Roy: After she finished her F-bomb laced tirade live in front of millions of people, all I could do was sit there with my mouth agape in stunned silence. Once my brain processed what it had just seen laughter inevitably followed. It was completely unexpected, and a pivotal point in the movie. Kyle knew the chances were good that he was not walking out of that studio after taking a large group of people hostage on live tv. But once his girlfriend was done with him, I believe he made the decision to make sure he died that day. Even though anyone with a brain could see that Kyle was not going to make it to the end credits, he didn’t have to go out like that. It was that verbal curb-stomping that made him want to die for his cause.
Cody: Correct, he was always going to wind up dead. Just like Dominic West’s Walt Camby was always going to be the corrupt bad guy here. Clooney was always going to soften up and root for Budwell along with us. It was all very neat and tidy. At times, too neat and tidy. The Walt Camby character killed me. Both in a good and bad way. He was so over the top obviously evil that it scored quite well on my personal unintentional comedy scale. When he's already been outed as evil, the writers somehow worked in a line where he admits he's cheating on his wife, who we didn't even know existed. I would like to personally shake the hand of the writer who tried to organically force that one in there. Good show, I say!
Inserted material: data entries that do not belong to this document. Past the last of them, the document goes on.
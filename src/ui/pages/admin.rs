//! Admin dashboard
//!
//! Only reachable through the server-side gate. The client guard keeps
//! watching the session while the page is open.

use leptos::prelude::*;
use leptos::task::spawn_local;

use crate::ui::auth::{AuthState, SessionGuard, SessionStatusIndicator, logout, use_auth_context};

#[component]
pub fn AdminPage() -> impl IntoView {
    let auth = use_auth_context();

    let on_sign_out = move |_| {
        spawn_local(async move {
            logout(auth, None).await;
        });
    };

    view! {
        <SessionGuard />
        <div class="min-h-screen bg-stone-50">
            <header class="bg-white border-b border-stone-200">
                <div class="max-w-5xl mx-auto px-4 h-16 flex items-center justify-between">
                    <span class="text-lg font-semibold text-stone-800">"Studio Admin"</span>
                    <div class="flex items-center gap-4">
                        <SessionStatusIndicator />
                        <button
                            class="px-3 py-1.5 text-sm border border-stone-300 rounded-lg hover:bg-stone-100"
                            on:click=on_sign_out
                        >
                            "Sign out"
                        </button>
                    </div>
                </div>
            </header>

            <main class="max-w-5xl mx-auto px-4 py-8">
                {move || match auth.state.get() {
                    AuthState::Loading => view! {
                        <p class="text-stone-500">"Checking your session..."</p>
                    }.into_any(),
                    AuthState::Unauthenticated => view! {
                        <p class="text-stone-500">"You are signed out."</p>
                    }.into_any(),
                    AuthState::Authenticated(user) => view! {
                        <div class="space-y-2">
                            <h1 class="text-2xl font-semibold text-stone-800">"Dashboard"</h1>
                            <p class="text-stone-600">
                                "Signed in as " {user.role.to_string()} " " <code>{user.id.to_string()}</code>
                            </p>
                        </div>
                    }.into_any(),
                }}
            </main>
        </div>
    }
}
//! Auth context for the admin UI
//!
//! This module provides a reactive authentication context that:
//! - Tracks whether an admin session exists
//! - Holds the latest session status reported by the server
//! - Handles login and sign-out
//!
//! The session token itself lives in an HttpOnly cookie and is never visible
//! here; the browser only sees what the status endpoint reports.

use leptos::prelude::*;
#[cfg(not(feature = "ssr"))]
use leptos::task::spawn_local;
use serde::{Deserialize, Serialize};

use crate::core::auth::gate::LOGIN_PATH;
use crate::core::auth::{SessionStatus, SessionUser, SignOutReason};
#[cfg(not(feature = "ssr"))]
use crate::core::auth::{Principal, StatusCheckError, status_from_response};

/// Authentication state
#[derive(Debug, Clone, PartialEq, Default)]
pub enum AuthState {
    /// Initial state, asking the server
    #[default]
    Loading,
    /// No usable session
    Unauthenticated,
    /// Signed in as an admin
    Authenticated(SessionUser),
}

/// Error body returned by the auth API
#[derive(Debug, Clone, Serialize, Deserialize)]
pub struct AuthApiError {
    pub error: String,
    pub code: String,
}

/// Auth context providing authentication state and actions
#[derive(Clone, Copy)]
pub struct AuthContext {
    /// Current authentication state
    pub state: RwSignal<AuthState>,
    /// Last status reported by the server
    pub status: RwSignal<Option<SessionStatus>>,
    /// Loading state for auth operations
    pub loading: RwSignal<bool>,
    /// Error message from last operation
    pub error: RwSignal<Option<String>>,
}

impl AuthContext {
    /// Check if user is authenticated
    pub fn is_authenticated(&self) -> bool {
        matches!(self.state.get(), AuthState::Authenticated(_))
    }

    pub fn user(&self) -> Option<SessionUser> {
        match self.state.get() {
            AuthState::Authenticated(user) => Some(user),
            _ => None,
        }
    }

    /// Clear error message
    pub fn clear_error(&self) {
        self.error.set(None);
    }

    /// Forget the session on this page
    pub fn clear(&self) {
        self.state.set(AuthState::Unauthenticated);
        self.status.set(None);
    }
}

/// Provide auth context to the component tree
pub fn provide_auth_context() -> AuthContext {
    // Start with Unauthenticated on both server and client to avoid hydration mismatch
    let ctx = AuthContext {
        state: RwSignal::new(AuthState::Unauthenticated),
        status: RwSignal::new(None),
        loading: RwSignal::new(false),
        error: RwSignal::new(None),
    };

    // Ask the server about the cookie once hydration is done
    #[cfg(not(feature = "ssr"))]
    {
        Effect::new(move |_| {
            ctx.state.set(AuthState::Loading);
            spawn_local(async move {
                restore_session(ctx).await;
            });
        });
    }

    provide_context(ctx);
    ctx
}

/// Get auth context from the component tree
pub fn use_auth_context() -> AuthContext {
    expect_context::<AuthContext>()
}

/// Where a sign-out sends the browser
pub fn sign_out_target(reason: Option<SignOutReason>) -> String {
    match reason {
        Some(reason) => reason.login_url(LOGIN_PATH),
        None => LOGIN_PATH.to_string(),
    }
}

/// Login request
#[derive(Debug, Serialize)]
#[cfg_attr(feature = "ssr", allow(dead_code))]
struct LoginRequest {
    email: String,
    password: String,
}

/// Login response body
#[derive(Debug, Deserialize)]
#[serde(rename_all = "camelCase")]
#[cfg(not(feature = "ssr"))]
struct LoginResponse {
    user: Principal,
    #[allow(dead_code)]
    expires_at: i64,
}

/// Login with email and password
#[cfg(not(feature = "ssr"))]
pub async fn login(ctx: AuthContext, email: &str, password: &str) -> Result<SessionUser, String> {
    use gloo_net::http::Request;

    ctx.loading.set(true);
    ctx.error.set(None);

    let request = LoginRequest {
        email: email.to_string(),
        password: password.to_string(),
    };

    let result = async {
        let response = Request::post("/api/auth/login")
            .header("Content-Type", "application/json")
            .json(&request)
            .map_err(|_| "Failed to send request".to_string())?
            .send()
            .await
            .map_err(|_| "Network error. Please try again.".to_string())?;

        if response.ok() {
            let body: LoginResponse = response.json().await.map_err(|e| e.to_string())?;
            Ok(SessionUser {
                id: body.user.id,
                role: body.user.role,
            })
        } else {
            let err: AuthApiError = response.json().await.map_err(|e| e.to_string())?;
            Err(err.error)
        }
    }
    .await;

    ctx.loading.set(false);

    match &result {
        Ok(user) => ctx.state.set(AuthState::Authenticated(user.clone())),
        Err(e) => ctx.error.set(Some(e.clone())),
    }

    result
}

#[cfg(feature = "ssr")]
pub async fn login(_ctx: AuthContext, _email: &str, _password: &str) -> Result<SessionUser, String> {
    Err("Login not available on server".to_string())
}

/// Sign out: drop the cookie, clear local state and go to the login page
#[cfg(not(feature = "ssr"))]
pub async fn logout(ctx: AuthContext, reason: Option<SignOutReason>) {
    use gloo_net::http::Request;

    if let Err(e) = Request::post("/api/auth/logout").send().await {
        leptos::logging::warn!("Logout request failed: {}", e);
    }

    // Clear local state regardless of API call result
    ctx.clear();
    navigate_to(&sign_out_target(reason));
}

#[cfg(feature = "ssr")]
pub async fn logout(_ctx: AuthContext, _reason: Option<SignOutReason>) {}

/// GET /api/auth/session
#[cfg(not(feature = "ssr"))]
pub async fn fetch_status() -> Result<SessionStatus, StatusCheckError> {
    use gloo_net::http::Request;

    let response = Request::get("/api/auth/session")
        .send()
        .await
        .map_err(|e| StatusCheckError::Network(e.to_string()))?;

    let body = response.json::<SessionStatus>().await.ok();
    status_from_response(response.status(), body)
}

/// Full page load, so the server-side gate sees the request
#[cfg(not(feature = "ssr"))]
pub fn navigate_to(url: &str) {
    if let Some(window) = web_sys::window() {
        if let Err(e) = window.location().set_href(url) {
            leptos::logging::error!("Navigation to {} failed: {:?}", url, e);
        }
    }
}

#[cfg(feature = "ssr")]
pub fn navigate_to(_url: &str) {}

#[cfg(not(feature = "ssr"))]
async fn restore_session(ctx: AuthContext) {
    use gloo_net::http::Request;

    let status = match fetch_status().await {
        Ok(status) if !status.is_terminal() => status,
        _ => {
            ctx.clear();
            return;
        }
    };

    let user = match Request::get("/api/admin/me").send().await {
        Ok(response) if response.ok() => response.json::<SessionUser>().await.ok(),
        _ => None,
    };

    match user {
        Some(user) => {
            ctx.status.set(Some(status));
            ctx.state.set(AuthState::Authenticated(user));
        }
        None => ctx.clear(),
    }
}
Roy: Albeit ridiculous, that wasn’t the most ridiculous thing about this movie. What bothered me most, by far, was the point where we were shown that Walt Camby’s reaction to thinking he was about to die was turned into a viral internet joke. I’m officially calling for a moratorium on any and all movies taking something that happened in the movie and telling us the internet made it into a famous meme, gif, or youtube parody. Listen, we fully understand how terrible we are as a human race. And we know that these things happen, but we don’t take Hollywood’s biggest shortcomings and wave it in their face! How would they like it if we took Barbershop 12: Back in Business and rubbed their nose in it like they were a misbehaving puppy?!
Cody: Yea! I too am indignant! I definitely didn't laugh out loud at all the parodies of Camby...sigh...I'm such a millennial. I thought it was just another enjoyable piece of an overall enjoyable movie. But seriously Hollywood, enough with the horrid sequels. Money monster was an original, and see how happy we are? Here's to hoping we aren't two years out from Money Monster 2: Cash Cow.
Roy: I can see the script now:
Fade in. The camera is focused on a sign that reads “Mount Sinai Children’s Orphanage” being bathed in an orange glow. The camera pans to a raging inferno as the orphanage is burning down to the ground. Camera pans back further and we see Walt Camby watching with a gas can in one hand and a duffel bag full of money in the other.
DUDE. I think we just started a script here. Know any Hollywood big-shots we can get to green light this sequel based solely off of those three sentences? I know you said this doesn’t need a sequel but…… Money dude. We could make a bajillion dollars here.